New Online Tool Assists Patients in Diagnosing Coronavirus Symptoms

A new COVID symptom tracker makes recommendations if you think you have the coronavirus. (Adobe stock)
A new COVID symptom tracker makes recommendations if you think you have the coronavirus. (Adobe stock)
May 21, 2020

ANNAPOLIS, Md. -- As telehealth use rises during the coronavirus pandemic, a new online symptom tracker tool is helping patients evaluate their risk for the disease.

UnitedHealthcare's COVID symptom checker will be updated as guidelines from the Centers for Disease Control and Prevention evolve, according to Natalie Williamson, a mid-Atlantic vice president for the health insurer.

She says the tool is an advanced application that's free for anyone and isn't limited to UnitedHealthcare members.
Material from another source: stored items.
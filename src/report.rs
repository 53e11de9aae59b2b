//! Result aggregation and the benchmark report.

use crate::error::QueryError;
use crate::quantile::{Target, TargetedQuantiles};
use serde::{Deserialize, Serialize};
use std::io::{self, Write};
use std::time::{Duration, Instant};
use tokio::sync::mpsc;
use tracing::{info, warn};

/// Quantiles reported, with their rank error tolerance.
pub const LATENCY_TARGETS: [Target; 4] = [
    Target::new(0.50, 0.005),
    Target::new(0.90, 0.001),
    Target::new(0.95, 0.0005),
    Target::new(0.99, 0.0001),
];

/// Outcome of one input record.
#[derive(Debug)]
pub struct QueryResult {
    /// Worker that ran the query; `None` for records that never got routed.
    pub worker: Option<usize>,
    /// Execution latency, or why there is none.
    pub outcome: Result<Duration, QueryError>,
}

impl QueryResult {
    pub fn executed(worker: usize, outcome: Result<Duration, QueryError>) -> Self {
        Self {
            worker: Some(worker),
            outcome,
        }
    }

    pub fn unrouted(error: QueryError) -> Self {
        Self {
            worker: None,
            outcome: Err(error),
        }
    }
}

/// Where the aggregator reports failed records.
pub trait ErrorSink: Send + Sync {
    fn record(&self, worker: Option<usize>, error: &QueryError);
}

/// Logs every failed record at warn level.
#[derive(Debug, Default, Clone, Copy)]
pub struct LogSink;

impl ErrorSink for LogSink {
    fn record(&self, worker: Option<usize>, error: &QueryError) {
        match worker {
            Some(worker) => warn!(worker, error = %error, "execution error"),
            None => warn!(error = %error, "skipped input record"),
        }
    }
}

/// Raw numbers of a finished run. Durations are in milliseconds.
#[derive(Debug, Clone, PartialEq, Serialize, Deserialize)]
pub struct Report {
    #[serde(rename = "bench_concurrency")]
    pub concurrency: usize,
    #[serde(rename = "bench_duration")]
    pub duration: f64,
    pub queries_per_worker: Vec<u64>,
    #[serde(rename = "queries_error")]
    pub queries_err: u64,
    pub queries_ok: u64,
    #[serde(rename = "min_latency")]
    pub min: f64,
    #[serde(rename = "mean_latency")]
    pub mean: f64,
    #[serde(rename = "median_latency")]
    pub median: f64,
    #[serde(rename = "p90_latency")]
    pub p90: f64,
    #[serde(rename = "p95_latency")]
    pub p95: f64,
    #[serde(rename = "p99_latency")]
    pub p99: f64,
    #[serde(rename = "max_latency")]
    pub max: f64,
    #[serde(rename = "latency_sum")]
    pub sum: f64,
}

impl Report {
    /// Total records accounted for, successful or not.
    pub fn queries_total(&self) -> u64 {
        self.queries_ok + self.queries_err
    }

    /// Failed share of all records in percent, rounded up.
    pub fn error_rate(&self) -> u64 {
        let total = self.queries_total();
        if total == 0 {
            return 0;
        }
        (self.queries_err * 100).div_ceil(total)
    }

    /// Render the report, as pretty JSON when `json` is set.
    pub fn print(&self, w: &mut impl Write, json: bool) -> io::Result<()> {
        if json {
            serde_json::to_writer_pretty(&mut *w, self)?;
            return writeln!(w);
        }
        self.write_text(w)
    }

    fn write_text(&self, w: &mut impl Write) -> io::Result<()> {
        let per_worker = self
            .queries_per_worker
            .iter()
            .map(u64::to_string)
            .collect::<Vec<_>>()
            .join(", ");

        writeln!(w)?;
        writeln!(w, "Benchmark duration: {:.3} ms", self.duration)?;
        writeln!(w, "Concurrency Level:  {} workers", self.concurrency)?;
        writeln!(w, "Queries per worker: [{}]", per_worker)?;
        writeln!(w)?;
        writeln!(w, "Completed queries:  {}", self.queries_ok)?;
        writeln!(
            w,
            "Failed queries:     {} ({}% error rate)",
            self.queries_err,
            self.error_rate()
        )?;
        writeln!(w)?;
        writeln!(w, "Measured query latency:")?;
        for (label, value) in [
            ("Min:   ", self.min),
            ("Mean:  ", self.mean),
            ("Median:", self.median),
            ("p90:   ", self.p90),
            ("p95:   ", self.p95),
            ("p99:   ", self.p99),
            ("Max:   ", self.max),
            ("Sum:   ", self.sum),
        ] {
            writeln!(w, "  {} {:.3} ms", label, value)?;
        }
        Ok(())
    }
}

/// Running totals, folded into a `Report` once the stream ends.
struct Aggregator {
    concurrency: usize,
    queries_per_worker: Vec<u64>,
    queries_ok: u64,
    queries_err: u64,
    min: f64,
    max: f64,
    sum: f64,
    quantiles: TargetedQuantiles,
}

impl Aggregator {
    fn new(concurrency: usize) -> Self {
        Self {
            concurrency,
            queries_per_worker: vec![0; concurrency],
            queries_ok: 0,
            queries_err: 0,
            min: f64::MAX,
            max: 0.0,
            sum: 0.0,
            quantiles: TargetedQuantiles::new(&LATENCY_TARGETS),
        }
    }

    fn add(&mut self, result: QueryResult, sink: &dyn ErrorSink) {
        if let Some(count) = result
            .worker
            .and_then(|worker| self.queries_per_worker.get_mut(worker))
        {
            *count += 1;
        }

        let latency = match result.outcome {
            Ok(latency) => duration_to_ms(latency),
            Err(e) => {
                sink.record(result.worker, &e);
                self.queries_err += 1;
                return;
            }
        };

        self.queries_ok += 1;
        self.quantiles.insert(latency);
        self.sum += latency;
        self.max = self.max.max(latency);
        self.min = self.min.min(latency);
    }

    fn finish(mut self, elapsed: Duration) -> Report {
        let mut report = Report {
            concurrency: self.concurrency,
            duration: duration_to_ms(elapsed),
            queries_per_worker: self.queries_per_worker,
            queries_err: self.queries_err,
            queries_ok: self.queries_ok,
            min: 0.0,
            mean: 0.0,
            median: 0.0,
            p90: 0.0,
            p95: 0.0,
            p99: 0.0,
            max: 0.0,
            sum: 0.0,
        };
        // Without a single success every latency field stays at zero.
        if self.queries_ok == 0 {
            return report;
        }

        report.min = self.min;
        report.max = self.max;
        report.sum = self.sum;
        report.mean = self.sum / self.queries_ok as f64;
        report.median = self.quantiles.query(0.50);
        report.p90 = self.quantiles.query(0.90);
        report.p95 = self.quantiles.query(0.95);
        report.p99 = self.quantiles.query(0.99);
        report
    }
}

/// Drain `results` until every sender is gone and build the report.
///
/// The run duration is measured from the call until the channel closes.
pub async fn read_results(
    concurrency: usize,
    mut results: mpsc::Receiver<QueryResult>,
    sink: &dyn ErrorSink,
) -> Report {
    let start = Instant::now();
    let mut aggregator = Aggregator::new(concurrency);

    while let Some(result) = results.recv().await {
        aggregator.add(result, sink);
    }

    let report = aggregator.finish(start.elapsed());
    info!(
        ok = report.queries_ok,
        errors = report.queries_err,
        duration_ms = report.duration,
        "result stream closed"
    );
    report
}

fn duration_to_ms(d: Duration) -> f64 {
    d.as_nanos() as f64 / 1e6
}
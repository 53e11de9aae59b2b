//! Error types shared by the benchmark pipeline.
//!
//! Errors fall in two buckets: `BenchError` aborts the whole run, while
//! `QueryError` travels on the result channel and only bumps the report's
//! error counter.

/// Error returned by a database driver.
pub type DbError = Box<dyn std::error::Error + Send + Sync>;

/// Fatal errors: any of these aborts the run and no report is produced.
#[derive(Debug, thiserror::Error)]
pub enum BenchError {
    #[error("worker count must be at least 1")]
    InvalidConcurrency,

    #[error("queue capacity must be at least 1")]
    InvalidQueueSize,

    #[error("cannot open input: {0}")]
    Open(#[source] std::io::Error),

    #[error("cannot read input at line {line}: {source}")]
    Read {
        line: usize,
        source: std::io::Error,
    },

    #[error("cannot open input: missing header line")]
    MissingHeader,

    #[error("database unavailable")]
    DatabaseUnavailable,

    #[error("worker {worker} failed to connect: {source}")]
    Connect { worker: usize, source: DbError },

    #[error("worker {worker} failed to prepare statement {statement}: {source}")]
    Prepare {
        worker: usize,
        statement: &'static str,
        source: DbError,
    },

    #[error("task failed: {0}")]
    Join(#[from] tokio::task::JoinError),
}

/// A malformed input record. Line numbers are 1-based and count the header.
#[derive(Debug, Clone, PartialEq, Eq, thiserror::Error)]
pub enum ParseError {
    #[error("record on line {line}: wrong number of fields")]
    FieldCount { line: usize },

    #[error("record on line {line}: extraneous or missing \" in quoted-field")]
    Quote { line: usize },

    #[error("record on line {line}: invalid UTF-8")]
    Encoding { line: usize },
}

/// Per-record failure, counted in the report without stopping the run.
#[derive(Debug, thiserror::Error)]
pub enum QueryError {
    #[error(transparent)]
    Parse(#[from] ParseError),

    #[error("{0}")]
    Execution(DbError),
}
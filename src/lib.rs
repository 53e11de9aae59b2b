//! Postgres query latency benchmark.
//!
//! Replays a CSV file of `(hostname, start_time, end_time)` parameters for a
//! fixed TimescaleDB query across a pool of connections. Queries for one
//! hostname always run on the same connection, in input order. Latencies are
//! aggregated on the fly into a [`Report`] with approximate quantiles, so
//! memory use does not grow with the size of the input.
//!
//! ```text
//! input -> dispatcher -> worker queues -> workers -> results -> aggregator -> report
//! ```

pub mod bench;
pub mod db;
pub mod dispatcher;
pub mod error;
pub mod quantile;
pub mod query;
pub mod report;
pub mod worker;

pub use bench::{run_bench, BenchConfig};
pub use db::{wait_for, Connection, Connector, PgConnector};
pub use error::{BenchError, DbError, ParseError, QueryError};
pub use query::{route, Query, QueryParser};
pub use report::{read_results, ErrorSink, LogSink, QueryResult, Report};
//! Shared fixtures for pipeline tests: a scriptable in-memory database and
//! CSV input generation.

#![allow(dead_code)]

use async_trait::async_trait;
use pg_latency_bench::db::TIME_BUCKET_QUERY_NAME;
use pg_latency_bench::{Connection, Connector, DbError, Query, QueryParser};
use rand::rngs::StdRng;
use rand::{Rng, SeedableRng};
use std::io::Write;
use std::sync::atomic::{AtomicU64, AtomicUsize, Ordering};
use std::sync::{Arc, Mutex};
use std::time::Duration;
use tempfile::NamedTempFile;
use tokio::io::BufReader;

pub const CSV_HEADER: &str = "hostname,start_time,end_time";

/// Decides the outcome of the n-th execution (1-based, across all connections).
pub type ExecScript = dyn Fn(u64) -> Result<Duration, String> + Send + Sync;

/// In-memory stand-in for the database, shared by every mock connection.
pub struct MockDb {
    pub connects: AtomicUsize,
    pub prepares: AtomicUsize,
    pub executions: AtomicU64,
    pub closes: AtomicUsize,
    /// Connection id and query, in execution order.
    pub executed: Mutex<Vec<(usize, Query)>>,
    /// Fail the n-th connect (1-based).
    pub fail_connect_on: Option<usize>,
    pub fail_prepare: bool,
    pub close_delay: Duration,
    pub script: Box<ExecScript>,
}

impl MockDb {
    pub fn new() -> Self {
        Self::with_script(|_| Ok(Duration::ZERO))
    }

    pub fn with_script(
        script: impl Fn(u64) -> Result<Duration, String> + Send + Sync + 'static,
    ) -> Self {
        Self {
            connects: AtomicUsize::new(0),
            prepares: AtomicUsize::new(0),
            executions: AtomicU64::new(0),
            closes: AtomicUsize::new(0),
            executed: Mutex::new(Vec::new()),
            fail_connect_on: None,
            fail_prepare: false,
            close_delay: Duration::ZERO,
            script: Box::new(script),
        }
    }

    pub fn connector(self: &Arc<Self>) -> Arc<dyn Connector> {
        Arc::new(MockConnector(self.clone()))
    }

    pub fn executed(&self) -> Vec<(usize, Query)> {
        self.executed.lock().unwrap().clone()
    }
}

struct MockConnector(Arc<MockDb>);

#[async_trait]
impl Connector for MockConnector {
    async fn connect(&self) -> Result<Box<dyn Connection>, DbError> {
        let attempt = self.0.connects.fetch_add(1, Ordering::SeqCst) + 1;
        if self.0.fail_connect_on == Some(attempt) {
            return Err("connection refused".into());
        }
        Ok(Box::new(MockConnection {
            id: attempt,
            db: self.0.clone(),
            prepared: false,
        }))
    }
}

struct MockConnection {
    id: usize,
    db: Arc<MockDb>,
    prepared: bool,
}

#[async_trait]
impl Connection for MockConnection {
    async fn prepare(&mut self, name: &str, _statement: &str) -> Result<(), DbError> {
        self.db.prepares.fetch_add(1, Ordering::SeqCst);
        if self.db.fail_prepare {
            return Err("relation \"cpu_usage\" does not exist".into());
        }
        assert_eq!(name, TIME_BUCKET_QUERY_NAME);
        self.prepared = true;
        Ok(())
    }

    async fn execute(
        &mut self,
        name: &str,
        hostname: &str,
        start_time: &str,
        end_time: &str,
    ) -> Result<(), DbError> {
        assert!(self.prepared, "execute before prepare");
        assert_eq!(name, TIME_BUCKET_QUERY_NAME);
        self.db
            .executed
            .lock()
            .unwrap()
            .push((self.id, Query::new(hostname, start_time, end_time)));

        let n = self.db.executions.fetch_add(1, Ordering::SeqCst) + 1;
        let latency = (self.db.script)(n)?;
        if latency >= Duration::from_millis(1) {
            tokio::time::sleep(latency).await;
        } else if !latency.is_zero() {
            // The tokio timer cannot sleep for less than a millisecond.
            std::thread::sleep(latency);
        }
        Ok(())
    }

    async fn close(self: Box<Self>) -> Result<(), DbError> {
        if !self.db.close_delay.is_zero() {
            tokio::time::sleep(self.db.close_delay).await;
        }
        self.db.closes.fetch_add(1, Ordering::SeqCst);
        Ok(())
    }
}

/// `count` records with random one-hour windows in 2017; hostnames come
/// from `hostname(i)`.
pub fn generate_queries(count: usize, seed: u64, hostname: impl Fn(usize) -> String) -> Vec<Query> {
    let mut rng = StdRng::seed_from_u64(seed);
    (0..count)
        .map(|i| {
            let day: u32 = rng.gen_range(1..=28);
            let hour: u32 = rng.gen_range(0..23);
            let minute: u32 = rng.gen_range(0..60);
            Query::new(
                hostname(i),
                format!("2017-01-{:02} {:02}:{:02}:00", day, hour, minute),
                format!("2017-01-{:02} {:02}:{:02}:00", day, hour + 1, minute),
            )
        })
        .collect()
}

pub fn to_csv_lines(queries: &[Query]) -> Vec<String> {
    queries
        .iter()
        .map(|q| format!("{},{},{}", q.hostname, q.start_time, q.end_time))
        .collect()
}

/// Write `lines` after the CSV header to a temporary file.
pub fn write_input(lines: &[String]) -> NamedTempFile {
    let mut file = NamedTempFile::new().unwrap();
    writeln!(file, "{}", CSV_HEADER).unwrap();
    for line in lines {
        writeln!(file, "{}", line).unwrap();
    }
    file.flush().unwrap();
    file
}

pub async fn open_input(file: &NamedTempFile) -> QueryParser<BufReader<tokio::fs::File>> {
    let handle = tokio::fs::File::open(file.path()).await.unwrap();
    QueryParser::new(BufReader::new(handle)).await.unwrap()
}

pub fn init_tracing() {
    let _ = tracing_subscriber::fmt().with_test_writer().try_init();
}
//! Bounded-memory streaming quantiles.
//!
//! `TargetedQuantiles` implements the biased-targeted summary from Cormode,
//! Korn, Muthukrishnan and Srivastava, "Effective Computation of Biased
//! Quantiles over Data Streams". Each target quantile gets its own rank error
//! tolerance, so tail quantiles can be tracked much more tightly than the
//! median without keeping every observation.

use std::cmp::Ordering;

/// Values are staged here, sorted, and merged into the summary in one pass.
const BUFFER_CAPACITY: usize = 500;

/// A quantile to track and its allowed rank error, both as fractions of the
/// observation count. `Target { quantile: 0.99, epsilon: 0.0001 }` keeps p99
/// within ±0.01% of the true rank.
#[derive(Debug, Clone, Copy, PartialEq)]
pub struct Target {
    pub quantile: f64,
    pub epsilon: f64,
}

impl Target {
    pub const fn new(quantile: f64, epsilon: f64) -> Self {
        Self { quantile, epsilon }
    }
}

#[derive(Debug, Clone, Copy)]
struct Sample {
    value: f64,
    /// Rank distance from the previous sample.
    width: f64,
    /// Rank uncertainty of this sample.
    delta: f64,
}

/// Streaming estimator for a fixed set of target quantiles.
#[derive(Debug, Clone)]
pub struct TargetedQuantiles {
    targets: Vec<Target>,
    buffer: Vec<Sample>,
    sorted: bool,
    summary: Vec<Sample>,
    count: f64,
}

impl TargetedQuantiles {
    pub fn new(targets: &[Target]) -> Self {
        Self {
            targets: targets.to_vec(),
            buffer: Vec::with_capacity(BUFFER_CAPACITY),
            sorted: true,
            summary: Vec::new(),
            count: 0.0,
        }
    }

    /// Add one observation.
    pub fn insert(&mut self, value: f64) {
        self.buffer.push(Sample {
            value,
            width: 1.0,
            delta: 0.0,
        });
        self.sorted = false;
        if self.buffer.len() == BUFFER_CAPACITY {
            self.flush();
        }
    }

    /// Estimate the `q` quantile. Returns 0 when nothing was inserted.
    ///
    /// Until the first flush the estimate is exact: the nearest-rank value of
    /// the buffered observations.
    pub fn query(&mut self, q: f64) -> f64 {
        if self.summary.is_empty() {
            if self.buffer.is_empty() {
                return 0.0;
            }
            self.sort_buffer();
            let rank = (self.buffer.len() as f64 * q).ceil() as usize;
            let index = rank.saturating_sub(1).min(self.buffer.len() - 1);
            return self.buffer[index].value;
        }
        self.flush();
        self.query_summary(q)
    }

    /// Fold another estimator's observations into this one.
    pub fn merge(&mut self, other: &TargetedQuantiles) {
        let mut samples: Vec<Sample> = other
            .summary
            .iter()
            .chain(other.buffer.iter())
            .copied()
            .collect();
        if samples.is_empty() {
            return;
        }
        self.flush();
        samples.sort_by(compare_values);
        self.merge_sorted(&samples);
    }

    /// Number of observations inserted, including merged ones.
    pub fn count(&self) -> u64 {
        (self.count + self.buffer.len() as f64) as u64
    }

    /// Number of entries currently held, summary and buffer together.
    pub fn sample_count(&self) -> usize {
        self.summary.len() + self.buffer.len()
    }

    fn flush(&mut self) {
        if self.buffer.is_empty() {
            return;
        }
        self.sort_buffer();
        let buffer = std::mem::take(&mut self.buffer);
        self.merge_sorted(&buffer);
        self.buffer = buffer;
        self.buffer.clear();
    }

    fn sort_buffer(&mut self) {
        if !self.sorted {
            self.buffer.sort_by(compare_values);
            self.sorted = true;
        }
    }

    /// Allowed rank uncertainty around rank `r`: the tightest bound any
    /// target imposes there.
    fn invariant(&self, r: f64) -> f64 {
        let n = self.count;
        self.targets
            .iter()
            .map(|t| {
                if t.quantile * n <= r {
                    (2.0 * t.epsilon * r) / t.quantile
                } else {
                    (2.0 * t.epsilon * (n - r)) / (1.0 - t.quantile)
                }
            })
            .fold(f64::MAX, f64::min)
    }

    /// Merge value-sorted `samples` into the summary, then compress.
    fn merge_sorted(&mut self, samples: &[Sample]) {
        let mut r = 0.0;
        let mut i = 0;
        for sample in samples {
            let mut inserted = false;
            while i < self.summary.len() {
                let current = self.summary[i];
                if current.value > sample.value {
                    let delta = sample.delta.max(self.invariant(r).floor() - 1.0);
                    self.summary.insert(
                        i,
                        Sample {
                            value: sample.value,
                            width: sample.width,
                            delta,
                        },
                    );
                    i += 1;
                    inserted = true;
                    break;
                }
                r += current.width;
                i += 1;
            }
            if !inserted {
                self.summary.push(Sample {
                    value: sample.value,
                    width: sample.width,
                    delta: 0.0,
                });
                i += 1;
            }
            self.count += sample.width;
            r += sample.width;
        }
        self.compress();
    }

    fn compress(&mut self) {
        if self.summary.len() < 2 {
            return;
        }
        let mut xi = self.summary.len() - 1;
        let mut x = self.summary[xi];
        let mut r = self.count - 1.0 - x.width;

        for i in (0..self.summary.len() - 1).rev() {
            let c = self.summary[i];
            if c.width + x.width + x.delta <= self.invariant(r) {
                x.width += c.width;
                self.summary[xi] = x;
                self.summary.remove(i);
                xi -= 1;
            } else {
                x = c;
                xi = i;
            }
            r -= c.width;
        }
    }

    fn query_summary(&self, q: f64) -> f64 {
        let mut t = (q * self.count).ceil();
        t += (self.invariant(t) / 2.0).ceil();
        let mut prev = self.summary[0];
        let mut r = 0.0;
        for current in &self.summary[1..] {
            r += prev.width;
            if r + current.width + current.delta > t {
                return prev.value;
            }
            prev = *current;
        }
        prev.value
    }
}

fn compare_values(a: &Sample, b: &Sample) -> Ordering {
    a.value.total_cmp(&b.value)
}
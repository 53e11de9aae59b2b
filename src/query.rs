//! Query records, worker routing and the CSV input parser.

use crate::error::{BenchError, ParseError};
use tokio::io::{AsyncBufRead, AsyncBufReadExt};

const FIELDS_PER_RECORD: usize = 3;
const FNV_OFFSET_BASIS: u64 = 14695981039346656037;
const FNV_PRIME: u64 = 1099511628211;

/// One set of input parameters for the benchmark statement.
///
/// Timestamps are assumed valid and kept as strings; the database casts them.
#[derive(Debug, Clone, PartialEq, Eq)]
pub struct Query {
    pub hostname: String,
    pub start_time: String,
    pub end_time: String,
}

impl Query {
    pub fn new(
        hostname: impl Into<String>,
        start_time: impl Into<String>,
        end_time: impl Into<String>,
    ) -> Self {
        Self {
            hostname: hostname.into(),
            start_time: start_time.into(),
            end_time: end_time.into(),
        }
    }

    /// Partition key used for routing.
    pub fn key(&self) -> &str {
        &self.hostname
    }

    /// Index of the worker this query must run on.
    pub fn route(&self, concurrency: usize) -> usize {
        route(self.key(), concurrency)
    }
}

/// Map a partition key to a worker index in `[0, concurrency)`.
///
/// FNV-1a over the key bytes, so the mapping is stable across runs and
/// platforms. `concurrency` must be non-zero.
pub fn route(key: &str, concurrency: usize) -> usize {
    debug_assert!(concurrency > 0, "route called with zero workers");
    let hash = fnv1a_hash(key.as_bytes());
    // FNV's low bits only depend on the low bits of the input bytes.
    let folded = hash ^ (hash >> 32);
    (folded % concurrency as u64) as usize
}

fn fnv1a_hash(data: &[u8]) -> u64 {
    let mut hash = FNV_OFFSET_BASIS;
    for &byte in data {
        hash ^= byte as u64;
        hash = hash.wrapping_mul(FNV_PRIME);
    }
    hash
}

/// Reads queries one by one from a CSV input with a header line.
pub struct QueryParser<R> {
    input: R,
    buf: Vec<u8>,
    line: usize,
}

impl<R: AsyncBufRead + Unpin> QueryParser<R> {
    /// Wrap `input` and consume its header line.
    pub async fn new(input: R) -> Result<Self, BenchError> {
        let mut parser = Self {
            input,
            buf: Vec::new(),
            line: 0,
        };
        while parser.read_line().await? {
            if !parser.is_blank() {
                return Ok(parser);
            }
        }
        Err(BenchError::MissingHeader)
    }

    /// Return the next record.
    ///
    /// `Ok(None)` marks the end of the input; a malformed record is reported
    /// as `Ok(Some(Err(_)))` so the caller can carry on with the next one.
    /// Only a failing read of the underlying input is an `Err`.
    pub async fn next_record(&mut self) -> Result<Option<Result<Query, ParseError>>, BenchError> {
        while self.read_line().await? {
            if self.is_blank() {
                continue;
            }
            let line = self.line;
            let record = match std::str::from_utf8(&self.buf) {
                Ok(text) => parse_line(text, line),
                Err(_) => Err(ParseError::Encoding { line }),
            };
            return Ok(Some(record));
        }
        Ok(None)
    }

    /// Read the next raw line into `buf`, without its `\n`. Returns `false` at
    /// the end of the input.
    async fn read_line(&mut self) -> Result<bool, BenchError> {
        self.buf.clear();
        let read = self
            .input
            .read_until(b'\n', &mut self.buf)
            .await
            .map_err(|source| BenchError::Read {
                line: self.line + 1,
                source,
            })?;
        if read == 0 {
            return Ok(false);
        }
        self.line += 1;
        if self.buf.last() == Some(&b'\n') {
            self.buf.pop();
        }
        Ok(true)
    }

    fn is_blank(&self) -> bool {
        self.buf.iter().all(u8::is_ascii_whitespace)
    }
}

fn parse_line(text: &str, line: usize) -> Result<Query, ParseError> {
    let fields = split_fields(text).ok_or(ParseError::Quote { line })?;
    let [hostname, start_time, end_time]: [String; FIELDS_PER_RECORD] = fields
        .try_into()
        .map_err(|_| ParseError::FieldCount { line })?;
    Ok(Query {
        hostname,
        start_time,
        end_time,
    })
}

/// Split one CSV line, honouring double-quoted fields with `""` escapes.
/// Returns `None` on broken quoting.
fn split_fields(line: &str) -> Option<Vec<String>> {
    let line = line.strip_suffix('\r').unwrap_or(line);
    let mut fields = Vec::with_capacity(FIELDS_PER_RECORD);
    let mut chars = line.chars().peekable();

    loop {
        let mut field = String::new();
        if chars.peek() == Some(&'"') {
            chars.next();
            loop {
                match chars.next() {
                    Some('"') if chars.peek() == Some(&'"') => {
                        chars.next();
                        field.push('"');
                    }
                    Some('"') => break,
                    Some(c) => field.push(c),
                    None => return None,
                }
            }
            match chars.next() {
                Some(',') => fields.push(field),
                None => {
                    fields.push(field);
                    return Some(fields);
                }
                Some(_) => return None,
            }
        } else {
            loop {
                match chars.next() {
                    Some(',') => break,
                    Some('"') => return None,
                    Some(c) => field.push(c),
                    None => {
                        fields.push(field);
                        return Some(fields);
                    }
                }
            }
            fields.push(field);
        }
    }
}
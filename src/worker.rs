//! Per-connection query worker.

use crate::db::{Connector, TIME_BUCKET_QUERY_NAME, TIME_BUCKET_QUERY_TEXT};
use crate::error::{BenchError, QueryError};
use crate::query::Query;
use crate::report::QueryResult;
use std::sync::Arc;
use std::time::Instant;
use tokio::sync::mpsc;
use tracing::{debug, warn};

/// Execute the queries routed to worker `index`, one at a time, on a
/// dedicated connection.
///
/// Returns once `input` is closed and drained. Connect and prepare failures
/// are fatal; a failing query is only reported on `output`. Latency is
/// measured client-side around the execute call, so it includes the network
/// round trip but not the time spent queued.
pub async fn run_queries(
    index: usize,
    connector: Arc<dyn Connector>,
    mut input: mpsc::Receiver<Query>,
    output: mpsc::Sender<QueryResult>,
) -> Result<(), BenchError> {
    let mut conn = connector
        .connect()
        .await
        .map_err(|source| BenchError::Connect {
            worker: index,
            source,
        })?;

    if let Err(source) = conn
        .prepare(TIME_BUCKET_QUERY_NAME, TIME_BUCKET_QUERY_TEXT)
        .await
    {
        if let Err(e) = conn.close().await {
            debug!(worker = index, error = %e, "failed to close connection");
        }
        return Err(BenchError::Prepare {
            worker: index,
            statement: TIME_BUCKET_QUERY_NAME,
            source,
        });
    }
    debug!(worker = index, "worker ready");

    let mut executed = 0u64;
    while let Some(query) = input.recv().await {
        let start = Instant::now();
        // Rows are never fetched: only the server round trip is measured.
        let outcome = conn
            .execute(
                TIME_BUCKET_QUERY_NAME,
                &query.hostname,
                &query.start_time,
                &query.end_time,
            )
            .await;
        let latency = start.elapsed();
        executed += 1;

        let result = QueryResult::executed(
            index,
            outcome.map(|()| latency).map_err(QueryError::Execution),
        );
        if output.send(result).await.is_err() {
            warn!(worker = index, "result stream closed, stopping worker");
            break;
        }
    }

    if let Err(e) = conn.close().await {
        warn!(worker = index, error = %e, "failed to close connection");
    }
    debug!(worker = index, executed, "worker closed");
    Ok(())
}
"The symptom checker actually uses AI-powered algorithms and technology that factors in answers to questions along the way and gives answers to individuals based on the latest clinical guidelines," she explains.

Williamson says the tool provides answers to questions and guidance for people. For example, it can recommend that you self-quarantine or go to an emergency room or a testing center.

Williamson says using telehealth has been essential to dealing with the pandemic. She points out that enhancements such as the symptom tracker are causing a significant increase in the use of telehealth services across the country, especially in Maryland.

"In Maryland, the number of telehealth visits for January through April of this year has exceeded by over 430% the number of telehealth visits for all of 2019," she points out.

A national survey by the physician recruiting firm Merritt Hawkins found that close to half of doctors now are using telehealth to treat patients as the COVID-19 pandemic changes how physicians deliver care. That's up from 18% of doctors using telemedicine two years ago.